Emily Thompson is an interdisciplinary scholar whose
work focuses on the often-overlooked subject of sound and fills an important
gap in contemporary American history, reaching into domains as diverse as urban
design and cinema studies. In her book, The Soundscape of Modernity,
she integrates the histories of the United States, technology, science, sound
production, and acoustics to examine the transformation of the American
soundscape from the turn of the century to the opening of Radio City Music Hall
in 1933. Thompson organizes her work around developments in twentieth-century
architecture, such as new concert halls and new building materials, and
explores innovations in the science of acoustics, the emergence of excessive
noise, and the efforts of scientists and designers to create new spaces and a
new, “modern” sound. Her interests center around changes in acoustic design as
reflections of larger cultural and social shifts in American life in the early
1900’s; she documents the interplay between differences in acoustic
characteristics of buildings constructed during this period and increases in
the value placed at the time on technological mastery, efficiency and control
in modern life. Thompson’s most recent project, on the role of engineers,
projectionists, and other industry technicians in the transition to
synchronized sound in cinema, promises to provide a similarly penetrating
analysis of another important moment in the history of sound and technology.

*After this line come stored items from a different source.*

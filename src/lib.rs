//! VyapaarTrack - expense tracking and review for small businesses
//!
//! Staff submit expenses (optionally pre-filled from a receipt image), an
//! accountant reviews them one at a time or in bulk, and reports summarise
//! the approved spend and export it as CSV.
//!
//! # Architecture
//!
//! The crate is organized into the following modules:
//!
//! - `config`: Configuration and path management
//! - `error`: Custom error types
//! - `models`: Expenses, money, users and the persisted document
//! - `storage`: Key-value store holding the document and the session
//! - `services`: Expense lifecycle, taxonomy, session and classification
//! - `reports`: Dashboard, review queue and filtered report projections
//! - `export`: CSV export
//! - `display`: Terminal formatting
//! - `cli`: Command handlers
//!
//! # Example
//!
//! ```rust,ignore
//! use vyapaar_track::config::paths::VyapaarPaths;
//! use vyapaar_track::services::ExpenseLedger;
//! use vyapaar_track::storage::Storage;
//!
//! let storage = Storage::new(VyapaarPaths::new()?)?;
//! let ledger = ExpenseLedger::open(&storage)?;
//! println!("{} expenses", ledger.expenses().len());
//! ```

pub mod cli;
pub mod config;
pub mod display;
pub mod error;
pub mod export;
pub mod models;
pub mod reports;
pub mod services;
pub mod storage;

pub use error::VyapaarError;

By charting the transformation of the elusive and ephemeral phenomenon of
sound, Thompson has recovered an important history of our time.
Emily Thompson received a B.S. (1984) from the Rochester
Institute of Technology and a Ph.D. (1992) from Princeton University. She has
held teaching positions at Rensselaer Polytechnic Institute (1992-93), Iowa
State University (1994-95), and the University of Pennsylvania (1995-2002).
Thompson was also a visiting scholar (2003-04) in the Program in Science,
Technology and Society and a senior fellow (2002-03) at the Dibner Institute
for History of Science and Technology, both at the Massachusetts Institute of
Technology. She became an associate professor in the Department of History at
the University of California, San Diego, in 2005.